What to produce ::
Only those lines running from the line that contains "one root profile" through the end of the material are to be written out, each exactly as shown.
= = =
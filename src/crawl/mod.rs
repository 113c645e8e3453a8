// src/crawl/mod.rs
// =============================================================================
// This module handles the profile crawl.
//
// Features:
// - Breadth-first crawling starting from one root profile
// - Configurable depth and fanout limits
// - Every profile is fetched at most once (visited set)
// - Hands back a read-only ProfileStore for the post-crawl passes
//
// Rust concepts:
// - Ownership: CrawlState is mutable while crawling, ProfileStore is not
// - Collections: HashMap for the visited set, Vec for level queues
// =============================================================================

mod queue;
mod state;

// Re-export the crawl API
pub use queue::{CrawlLimits, Scheduler};
pub use state::{CrawlState, ProfileStore, VisitedSet};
= = =
Result ::
// - Breadth-first crawling starting from one root profile
// - Configurable depth and fanout limits
// - Every profile is fetched at most once (visited set)
// - Hands back a read-only ProfileStore for the post-crawl passes
//
// Rust concepts:
// - Ownership: CrawlState is mutable while crawling, ProfileStore is not
// - Collections: HashMap for the visited set, Vec for level queues
// =============================================================================

mod queue;
mod state;

// Re-export the crawl API
pub use queue::{CrawlLimits, Scheduler};
pub use state::{CrawlState, ProfileStore, VisitedSet};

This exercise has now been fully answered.